## [Task directions]
Extract the listing below in full, unchanged.

□ □ □ □

impl<'a> EvaporativeCooling<'a> {
    /// Validates `config` against `dataset` and builds the scorers its mode needs:
    /// the Random Jungle adapter for main effects and the ReliefF family for
    /// interactions.
    pub fn new(dataset: &'a mut dyn AttributeDataset, config: EcConfig) -> Result<Self, EcError> {
        config.validate(dataset.attribute_count())?;
        let main_effects: Option<Box<dyn AttributeScorer + 'a>> =
            if config.algorithm.uses_main_effects() {
                Some(Box::new(RandomJungleScorer::new(
                    config.main_effects.clone(),
                    config.output_prefix.clone(),
                )))
            } else {
                None
            };
        let interaction: Option<Box<dyn AttributeScorer + 'a>> =
            if config.algorithm.uses_interaction() {
                Some(Box::new(InteractionScorer::select(
                    dataset.has_continuous_phenotype(),
                    &config.interaction,
                )))
            } else {
                None
            };
        Ok(Self::assemble(dataset, config, main_effects, interaction))
    }

    /// Like [`EvaporativeCooling::new`], with caller-supplied scorers. A scorer the
    /// mode does not use is dropped unused; a scorer the mode needs must be present.
    pub fn with_scorers(
        dataset: &'a mut dyn AttributeDataset,
        config: EcConfig,
        main_effects: Option<Box<dyn AttributeScorer + 'a>>,
        interaction: Option<Box<dyn AttributeScorer + 'a>>,
    ) -> Result<Self, EcError> {
        config.validate(dataset.attribute_count())?;
        let mode = config.algorithm;
        if mode.uses_main_effects() && main_effects.is_none() {
            return Err(ConfigError::MissingScorer {
                mode,
                phase: "main effects",
            }
            .into());
        }
        if mode.uses_interaction() && interaction.is_none() {
            return Err(ConfigError::MissingScorer {
                mode,
                phase: "interaction",
            }
            .into());
        }
        let main_effects = main_effects.filter(|_| mode.uses_main_effects());
        let interaction = interaction.filter(|_| mode.uses_interaction());
        Ok(Self::assemble(dataset, config, main_effects, interaction))
    }

    fn assemble(
        dataset: &'a mut dyn AttributeDataset,
        config: EcConfig,
        main_effects: Option<Box<dyn AttributeScorer + 'a>>,
        interaction: Option<Box<dyn AttributeScorer + 'a>>,
    ) -> Self {
        Self {
            dataset,
            config,
            main_effects,
            interaction,
            progress: Box::new(NoopCoolingProgress),
        }
    }

    pub fn with_progress(mut self, observer: impl CoolingProgressObserver + 'a) -> Self {
        self.progress = Box::new(observer);
        self
    }

    /// Runs the loop to completion. The data set's active mask reflects every
    /// evaporation performed, including those before an error.
    pub fn run(self) -> Result<EcOutcome, EcError> {
        let Self {
            dataset,
            config,
            mut main_effects,
            mut interaction,
            mut progress,
        } = self;

        let target = config.target_attributes;
        let mut working = dataset.attribute_count();
        if working <= target {
            return Err(EcError::InsufficientAttributes { working, target });
        }

        info!(
            "Evaporative Cooling ({}) from {working} to {target} attributes, removing {}",
            config.algorithm, config.removal
        );
        progress.on_run_start(working, target);

        let mut main_scores: Option<ScoreSet> = None;
        let mut interaction_scores: Option<ScoreSet> = None;
        let mut free_energy = ScoreSet::new();
        let mut evaporated = Vec::new();
        let mut iterations = Vec::new();
        let mut converged = false;
        let mut iteration = 0usize;

        while working > target {
            iteration += 1;
            let active = dataset.attribute_names();
            info!("Iteration {iteration}: {working} working attributes");

            let mut main_effects_time = Duration::ZERO;
            if let Some(scorer) = main_effects.as_mut() {
                progress.on_phase_start(iteration, CoolingPhase::MainEffects);
                let started = Instant::now();
                let scores = run_scorer(
                    scorer.as_mut(),
                    &*dataset,
                    &active,
                    CoolingPhase::MainEffects,
                    iteration,
                )?;
                main_effects_time = started.elapsed();
                log_score_table("Main effects (normalized)", &scores);
                main_scores = Some(scores);
            }

            let mut interaction_time = Duration::ZERO;
            if let Some(scorer) = interaction.as_mut() {
                progress.on_phase_start(iteration, CoolingPhase::Interaction);
                let started = Instant::now();
                let scores = run_scorer(
                    scorer.as_mut(),
                    &*dataset,
                    &active,
                    CoolingPhase::Interaction,
                    iteration,
                )?;
                interaction_time = started.elapsed();
                log_score_table("Interaction (normalized)", &scores);
                interaction_scores = Some(scores);
            }

            let requested = config.removal.resolve(working);
            let num_to_remove = requested.min(working - target);
            if num_to_remove < requested {
                warn!(
                    "Iteration {iteration}: removing {num_to_remove} instead of {requested} attributes so that {target} remain"
                );
            }

            progress.on_phase_start(iteration, CoolingPhase::Fusion);
            free_energy = combine(
                main_scores.as_ref(),
                interaction_scores.as_ref(),
                config.algorithm,
                config.temperature,
            )
            .map_err(|e| EcError::InternalConsistency {
                phase: CoolingPhase::Fusion,
                iteration,
                reason: e.to_string(),
            })?;
            log_score_table("Free energy", &free_energy);

            let rank_agreement = match (&main_scores, &interaction_scores) {
                (Some(m), Some(i)) => kendall_tau(m, i),
                _ => None,
            };
            if let Some(tau) = rank_agreement {
                debug!("Iteration {iteration}: Kendall tau between phases = {tau:.4}");
            }

            let mut stats = IterationStats {
                iteration,
                working,
                removed: 0,
                main_effects_time,
                interaction_time,
                rank_agreement,
            };

            if num_to_remove == 0 {
                info!("Iteration {iteration}: nothing left to remove, cooling has converged");
                converged = true;
                progress.on_iteration_finish(&stats, working);
                iterations.push(stats);
                break;
            }

            progress.on_phase_start(iteration, CoolingPhase::Elimination);
            let removed = eliminate(&free_energy, num_to_remove, &mut *dataset)
                .map_err(|source| EcError::InvalidRemovalCount { iteration, source })?;
            working -= removed.len();
            stats.removed = removed.len();
            debug!(
                "Iteration {iteration}: evaporated {}",
                removed.iter().map(|s| s.attribute.as_str()).collect::<Vec<_>>().join(", ")
            );
            evaporated.extend(removed);

            progress.on_iteration_finish(&stats, working);
            iterations.push(stats);
        }

        let survivors: AHashSet<String> = dataset.attribute_names().into_iter().collect();
        let mut ec_scores = free_energy;
        ec_scores.retain(|s| survivors.contains(&s.attribute));
        ec_scores.sort_descending();
        ec_scores.truncate(target);

        info!(
            "Evaporative Cooling finished after {} iterations with {} attributes",
            iterations.len(),
            ec_scores.len()
        );
        progress.on_run_finish(working);

        Ok(EcOutcome {
            config,
            main_effects: main_scores,
            interaction: interaction_scores,
            ec_scores,
            evaporated,
            iterations,
            converged,
        })
    }
}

□ □ □ □

## [Response to this exercise]
impl<'a> EvaporativeCooling<'a> {
    /// Validates `config` against `dataset` and builds the scorers its mode needs:
    /// the Random Jungle adapter for main effects and the ReliefF family for
    /// interactions.
    pub fn new(dataset: &'a mut dyn AttributeDataset, config: EcConfig) -> Result<Self, EcError> {
        config.validate(dataset.attribute_count())?;
        let main_effects: Option<Box<dyn AttributeScorer + 'a>> =
            if config.algorithm.uses_main_effects() {
                Some(Box::new(RandomJungleScorer::new(
                    config.main_effects.clone(),
                    config.output_prefix.clone(),
                )))
            } else {
                None
            };
        let interaction: Option<Box<dyn AttributeScorer + 'a>> =
            if config.algorithm.uses_interaction() {
                Some(Box::new(InteractionScorer::select(
                    dataset.has_continuous_phenotype(),
                    &config.interaction,
                )))
            } else {
                None
            };
        Ok(Self::assemble(dataset, config, main_effects, interaction))
    }

    /// Like [`EvaporativeCooling::new`], with caller-supplied scorers. A scorer the
    /// mode does not use is dropped unused; a scorer the mode needs must be present.
    pub fn with_scorers(
        dataset: &'a mut dyn AttributeDataset,
        config: EcConfig,
        main_effects: Option<Box<dyn AttributeScorer + 'a>>,
        interaction: Option<Box<dyn AttributeScorer + 'a>>,
    ) -> Result<Self, EcError> {
        config.validate(dataset.attribute_count())?;
        let mode = config.algorithm;
        if mode.uses_main_effects() && main_effects.is_none() {
            return Err(ConfigError::MissingScorer {
                mode,
                phase: "main effects",
            }
            .into());
        }
        if mode.uses_interaction() && interaction.is_none() {
            return Err(ConfigError::MissingScorer {
                mode,
                phase: "interaction",
            }
            .into());
        }
        let main_effects = main_effects.filter(|_| mode.uses_main_effects());
        let interaction = interaction.filter(|_| mode.uses_interaction());
        Ok(Self::assemble(dataset, config, main_effects, interaction))
    }

    fn assemble(
        dataset: &'a mut dyn AttributeDataset,
        config: EcConfig,
        main_effects: Option<Box<dyn AttributeScorer + 'a>>,
        interaction: Option<Box<dyn AttributeScorer + 'a>>,
    ) -> Self {
        Self {
            dataset,
            config,
            main_effects,
            interaction,
            progress: Box::new(NoopCoolingProgress),
        }
    }

    pub fn with_progress(mut self, observer: impl CoolingProgressObserver + 'a) -> Self {
        self.progress = Box::new(observer);
        self
    }

    /// Runs the loop to completion. The data set's active mask reflects every
    /// evaporation performed, including those before an error.
    pub fn run(self) -> Result<EcOutcome, EcError> {
        let Self {
            dataset,
            config,
            mut main_effects,
            mut interaction,
            mut progress,
        } = self;

        let target = config.target_attributes;
        let mut working = dataset.attribute_count();
        if working <= target {
            return Err(EcError::InsufficientAttributes { working, target });
        }

        info!(
            "Evaporative Cooling ({}) from {working} to {target} attributes, removing {}",
            config.algorithm, config.removal
        );
        progress.on_run_start(working, target);

        let mut main_scores: Option<ScoreSet> = None;
        let mut interaction_scores: Option<ScoreSet> = None;
        let mut free_energy = ScoreSet::new();
        let mut evaporated = Vec::new();
        let mut iterations = Vec::new();
        let mut converged = false;
        let mut iteration = 0usize;

        while working > target {
            iteration += 1;
            let active = dataset.attribute_names();
            info!("Iteration {iteration}: {working} working attributes");

            let mut main_effects_time = Duration::ZERO;
            if let Some(scorer) = main_effects.as_mut() {
                progress.on_phase_start(iteration, CoolingPhase::MainEffects);
                let started = Instant::now();
                let scores = run_scorer(
                    scorer.as_mut(),
                    &*dataset,
                    &active,
                    CoolingPhase::MainEffects,
                    iteration,
                )?;
                main_effects_time = started.elapsed();
                log_score_table("Main effects (normalized)", &scores);
                main_scores = Some(scores);
            }

            let mut interaction_time = Duration::ZERO;
            if let Some(scorer) = interaction.as_mut() {
                progress.on_phase_start(iteration, CoolingPhase::Interaction);
                let started = Instant::now();
                let scores = run_scorer(
                    scorer.as_mut(),
                    &*dataset,
                    &active,
                    CoolingPhase::Interaction,
                    iteration,
                )?;
                interaction_time = started.elapsed();
                log_score_table("Interaction (normalized)", &scores);
                interaction_scores = Some(scores);
            }

            let requested = config.removal.resolve(working);
            let num_to_remove = requested.min(working - target);
            if num_to_remove < requested {
                warn!(
                    "Iteration {iteration}: removing {num_to_remove} instead of {requested} attributes so that {target} remain"
                );
            }

            progress.on_phase_start(iteration, CoolingPhase::Fusion);
            free_energy = combine(
                main_scores.as_ref(),
                interaction_scores.as_ref(),
                config.algorithm,
                config.temperature,
            )
            .map_err(|e| EcError::InternalConsistency {
                phase: CoolingPhase::Fusion,
                iteration,
                reason: e.to_string(),
            })?;
            log_score_table("Free energy", &free_energy);

            let rank_agreement = match (&main_scores, &interaction_scores) {
                (Some(m), Some(i)) => kendall_tau(m, i),
                _ => None,
            };
            if let Some(tau) = rank_agreement {
                debug!("Iteration {iteration}: Kendall tau between phases = {tau:.4}");
            }

            let mut stats = IterationStats {
                iteration,
                working,
                removed: 0,
                main_effects_time,
                interaction_time,
                rank_agreement,
            };

            if num_to_remove == 0 {
                info!("Iteration {iteration}: nothing left to remove, cooling has converged");
                converged = true;
                progress.on_iteration_finish(&stats, working);
                iterations.push(stats);
                break;
            }

            progress.on_phase_start(iteration, CoolingPhase::Elimination);
            let removed = eliminate(&free_energy, num_to_remove, &mut *dataset)
                .map_err(|source| EcError::InvalidRemovalCount { iteration, source })?;
            working -= removed.len();
            stats.removed = removed.len();
            debug!(
                "Iteration {iteration}: evaporated {}",
                removed.iter().map(|s| s.attribute.as_str()).collect::<Vec<_>>().join(", ")
            );
            evaporated.extend(removed);

            progress.on_iteration_finish(&stats, working);
            iterations.push(stats);
        }

        let survivors: AHashSet<String> = dataset.attribute_names().into_iter().collect();
        let mut ec_scores = free_energy;
        ec_scores.retain(|s| survivors.contains(&s.attribute));
        ec_scores.sort_descending();
        ec_scores.truncate(target);

        info!(
            "Evaporative Cooling finished after {} iterations with {} attributes",
            iterations.len(),
            ec_scores.len()
        );
        progress.on_run_finish(working);

        Ok(EcOutcome {
            config,
            main_effects: main_scores,
            interaction: interaction_scores,
            ec_scores,
            evaporated,
            iterations,
            converged,
        })
    }
}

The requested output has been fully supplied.